No more Pat-Weary: Student sent to rehab after Pat-Weary reels disappear
Sad-man Harun, as his name suggests, is unhappy and defeated and is currently in rehab.
No more Pat-Weary: Student sent to rehab after Pat-Weary reels disappear
Sad-man Harun, as his name suggests, is unhappy and defeated and is currently in rehab.
Sadness is nothing new for Sad-man. The cycle hovers between less miserable and more miserable depending on the due date of his exams and the timing of his semester results.
However, rehab is a bit much. Knowing Sad-man’s reputation, him being a “good” kid, we tracked him down to understand why such a good boy is currently suffering in rehab doing reinforced Yoga.
“It was one of the toughest times again,” Sad-man recalled, referring to the time he had once again seen the Fs piling up in his marksheets.
As he was lost in the void, defeated in reality, Sad-man once again started doing what he’s been doing to combat the situation—scrolling through social media reels.
All of a sudden, he discovered something epiphanic. It was eclectic, unexpected and enticing!
It was a reel of Mr Pat-Weary, running a vibrant election campaign.
“This guy is just so magnificently natural,” Sad-man recounts.
“At first, I casually watched one or two reels. Gradually I got entrenched.”
As the time of the election approached, Sad-man was obsessed. He would watch the same reels again and again without feeling an ounce of boredom. Every time he would discover something new.
The best part was Mr Pat-Weary’s unpredictable delivery of words. No one on Earth could predict what Mr Pat would utter next. Nevertheless, the way he cracked jokes with a slight smile on his face and the way he attacked his political opponents was an absolute pleasure.

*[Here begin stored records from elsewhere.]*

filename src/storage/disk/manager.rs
use std::{
    fs::{File, OpenOptions},
    io::{Read, Seek, SeekFrom, Write},
    path::{Path, PathBuf},
    sync::{
        atomic::{AtomicU32, Ordering},
        Mutex,
    },
};

use anyhow::{Context, Result};
use log::debug;

use crate::common::config::{PageId, PAGE_SIZE};

/// Synchronous fixed-size page I/O against a single database file.
///
/// Every page lives at offset `page_id * PAGE_SIZE`. Reads past the end of
/// the file are not an error; the missing tail is zero-filled. Writes past
/// the end extend the file.
pub struct DiskManager {
    // All file access goes through this mutex.
    db_io: Mutex<File>,
    file_path: PathBuf,

    num_writes: AtomicU32,
    num_flushes: AtomicU32,
}

impl DiskManager {
    /// Opens the database file at `path`, creating it if it does not exist.
    pub fn new(path: impl AsRef<Path>) -> Result<Self> {
        let path = path.as_ref();
        let db_io = OpenOptions::new()
            .read(true)
            .write(true)
            .create(true)
            .open(path)
            .with_context(|| format!("failed to open database file {}", path.display()))?;

        Ok(Self {
            db_io: Mutex::new(db_io),
            file_path: path.to_path_buf(),
            num_writes: AtomicU32::new(0),
            num_flushes: AtomicU32::new(0),
        })
    }

    /// Writes one page worth of data and syncs it to disk.
    pub fn write_page(&self, page_id: PageId, page_data: &[u8]) -> Result<()> {
        debug_assert_eq!(page_data.len(), PAGE_SIZE);

        let mut db_io = self.db_io.lock().unwrap();
        let offset = page_id as u64 * PAGE_SIZE as u64;

        self.num_writes.fetch_add(1, Ordering::Relaxed);

        db_io
            .seek(SeekFrom::Start(offset))
            .with_context(|| format!("I/O error while seeking page {}", page_id))?;
        db_io
            .write_all(page_data)
            .with_context(|| format!("I/O error while writing page {}", page_id))?;

        // Keep the disk file in sync with what callers observed as written.
        db_io
            .sync_data()
            .with_context(|| format!("error flushing page {}", page_id))?;
        self.num_flushes.fetch_add(1, Ordering::Relaxed);

        Ok(())
    }

    /// Reads one page worth of data. A read past the end of the file
    /// zero-fills the remainder of `page_data` and succeeds.
    pub fn read_page(&self, page_id: PageId, page_data: &mut [u8]) -> Result<()> {
        debug_assert_eq!(page_data.len(), PAGE_SIZE);

        let mut db_io = self.db_io.lock().unwrap();
        let offset = page_id as u64 * PAGE_SIZE as u64;

        db_io
            .seek(SeekFrom::Start(offset))
            .with_context(|| format!("I/O error while seeking page {}", page_id))?;

        let mut total = 0;
        while total < PAGE_SIZE {
            let n = db_io
                .read(&mut page_data[total..])
                .with_context(|| format!("I/O error while reading page {}", page_id))?;
            if n == 0 {
                break;
            }
            total += n;
        }

        if total < PAGE_SIZE {
            debug!("short read of page {}, zero-filling {} bytes", page_id, PAGE_SIZE - total);
            page_data[total..].fill(0);
        }

        Ok(())
    }

    /// Current size of the backing file in bytes.
    pub fn file_size(&self) -> Result<u64> {
        let db_io = self.db_io.lock().unwrap();
        let metadata = db_io
            .metadata()
            .with_context(|| format!("failed to stat {}", self.file_path.display()))?;
        Ok(metadata.len())
    }

    pub fn num_writes(&self) -> u32 {
        self.num_writes.load(Ordering::Relaxed)
    }

    pub fn num_flushes(&self) -> u32 {
        self.num_flushes.load(Ordering::Relaxed)
    }
}
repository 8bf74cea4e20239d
use std::sync::{RwLockReadGuard, RwLockWriteGuard};

use crate::{
    buffer::buffer_pool_manager::{BufferPoolManager, FrameHeader},
    common::config::PageId,
};

/// Scoped handle on a pinned page.
///
/// The pin was taken by the buffer pool operation that built the guard;
/// dropping the guard gives it back exactly once, marking the page dirty
/// iff a mutable accessor was used. Guards are move-only and a moved-from
/// guard is inert, so a double unpin cannot be expressed.
///
/// The basic guard holds no latch: `data`/`data_mut` latch the frame for
/// the duration of the call only. Upgrading consumes the guard and hands
/// the pin to a latched variant.
pub struct PageGuard<'a> {
    bpm: &'a BufferPoolManager,
    frame: &'a FrameHeader,
    page_id: PageId,
    is_dirty: bool,
    active: bool,
}

impl<'a> PageGuard<'a> {
    pub(crate) fn new(
        bpm: &'a BufferPoolManager,
        frame: &'a FrameHeader,
        page_id: PageId,
    ) -> Self {
        Self {
            bpm,
            frame,
            page_id,
            is_dirty: false,
            active: true,
        }
    }

    pub fn page_id(&self) -> PageId {
        self.page_id
    }

    pub fn data(&self) -> RwLockReadGuard<'_, Box<[u8]>> {
        self.frame.data.read().unwrap()
    }

    pub fn data_mut(&mut self) -> RwLockWriteGuard<'_, Box<[u8]>> {
        self.is_dirty = true;
        self.frame.data.write().unwrap()
    }

    /// Takes the shared page latch and transfers the pin.
    pub fn upgrade_read(mut self) -> ReadGuard<'a> {
        let (bpm, frame, page_id, is_dirty) = (self.bpm, self.frame, self.page_id, self.is_dirty);
        self.active = false;
        drop(self);

        ReadGuard {
            bpm,
            page_id,
            is_dirty,
            data: Some(frame.data.read().unwrap()),
        }
    }

    /// Takes the exclusive page latch and transfers the pin.
    pub fn upgrade_write(mut self) -> WriteGuard<'a> {
        let (bpm, frame, page_id, is_dirty) = (self.bpm, self.frame, self.page_id, self.is_dirty);
        self.active = false;
        drop(self);

        WriteGuard {
            bpm,
            page_id,
            is_dirty,
            data: Some(frame.data.write().unwrap()),
        }
    }
}

impl Drop for PageGuard<'_> {
    fn drop(&mut self) {
        if self.active {
            self.bpm.unpin_page(self.page_id, self.is_dirty);
        }
    }
}

/// Pinned page held under the shared latch. Readers may coexist; writers
/// are excluded for the guard's whole lifetime.
pub struct ReadGuard<'a> {
    bpm: &'a BufferPoolManager,
    page_id: PageId,
    is_dirty: bool,
    data: Option<RwLockReadGuard<'a, Box<[u8]>>>,
}

impl ReadGuard<'_> {
    pub fn page_id(&self) -> PageId {
        self.page_id
    }

    pub fn data(&self) -> &[u8] {
        self.data.as_ref().unwrap()
    }
}

impl Drop for ReadGuard<'_> {
    fn drop(&mut self) {
        // Latch first, pin second.
        self.data.take();
        self.bpm.unpin_page(self.page_id, self.is_dirty);
    }
}

/// Pinned page held under the exclusive latch.
pub struct WriteGuard<'a> {
    bpm: &'a BufferPoolManager,
    page_id: PageId,
    is_dirty: bool,
    data: Option<RwLockWriteGuard<'a, Box<[u8]>>>,
}

impl WriteGuard<'_> {
    pub fn page_id(&self) -> PageId {
        self.page_id
    }

    pub fn data(&self) -> &[u8] {
        self.data.as_ref().unwrap()
    }

    pub fn data_mut(&mut self) -> &mut [u8] {
        self.is_dirty = true;
        self.data.as_mut().unwrap()
    }
}

impl Drop for WriteGuard<'_> {
    fn drop(&mut self) {
        self.data.take();
        self.bpm.unpin_page(self.page_id, self.is_dirty);
    }
}
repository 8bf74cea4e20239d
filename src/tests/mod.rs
pub mod extendible_hash_test;
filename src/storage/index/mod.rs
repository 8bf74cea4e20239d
pub mod key;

The thrill was so intense that Sad-man would lose his sense of time, often going to sleep at dawn, listening to the cacophonous gurgling sound of his dad, which would get louder and help Sad-man to sleep.
But the election was over.
Not encountering any fresh reels of Mr Pat crushed Sad-man. No hope in sight, and without any comedic refreshment keeping him afloat, Sad-man went insane.
“I am now alone in this rehab, forced to participate in Yoga class every morning. I mean, I was happier watching those reels without this nuisance,” Sad-man utters, being nostalgic.
Feeling a bit out of place, we asked Sad-man’s father why he had put his only son in rehab.
“He was getting on our nerves. He called me ‘Chandabaaz’ (extortionist) for collecting my due bills for the dish cable business I have. I mean, how can you call your own dad ‘Chandabaaz,’ who has been paying all your fees all these years?”
Mr Sad-man Harun Sr continued, “I even sent him to the residential semester only to throw away my hard-earned money and to listen to this:”
Mr Harun was boiling with rage as he spoke. “He would wear a white Punjabi and loiter around the area, uttering gibberish.”
“That was the time I decided to send him to a rehab called ‘Scroll Stopper’—one of my loyal customers, working to fight social media addiction,” Mr Harun wails.
When contacted, Ms Chadni Wellbeing, the Yoga trainer of the rehab centre, sounded helpless and dejected.
Being inquired, she said, “Oh! That boy!… Sad-man has made my existence unbearable. He calls me ‘Chandabaaz’ every other day just because he believes my name has some relation to it. My parents gave me the name out of love and…”
She could not finish as she broke down into tears.
To follow up, we again went to talk to Sad-man and narrowly escaped a heavy beating.
Sad-man was furious and was chasing us with a chair, as he believed journalists were not doing their duties properly, which in his mind was producing more of Mr Pat-Weary reels.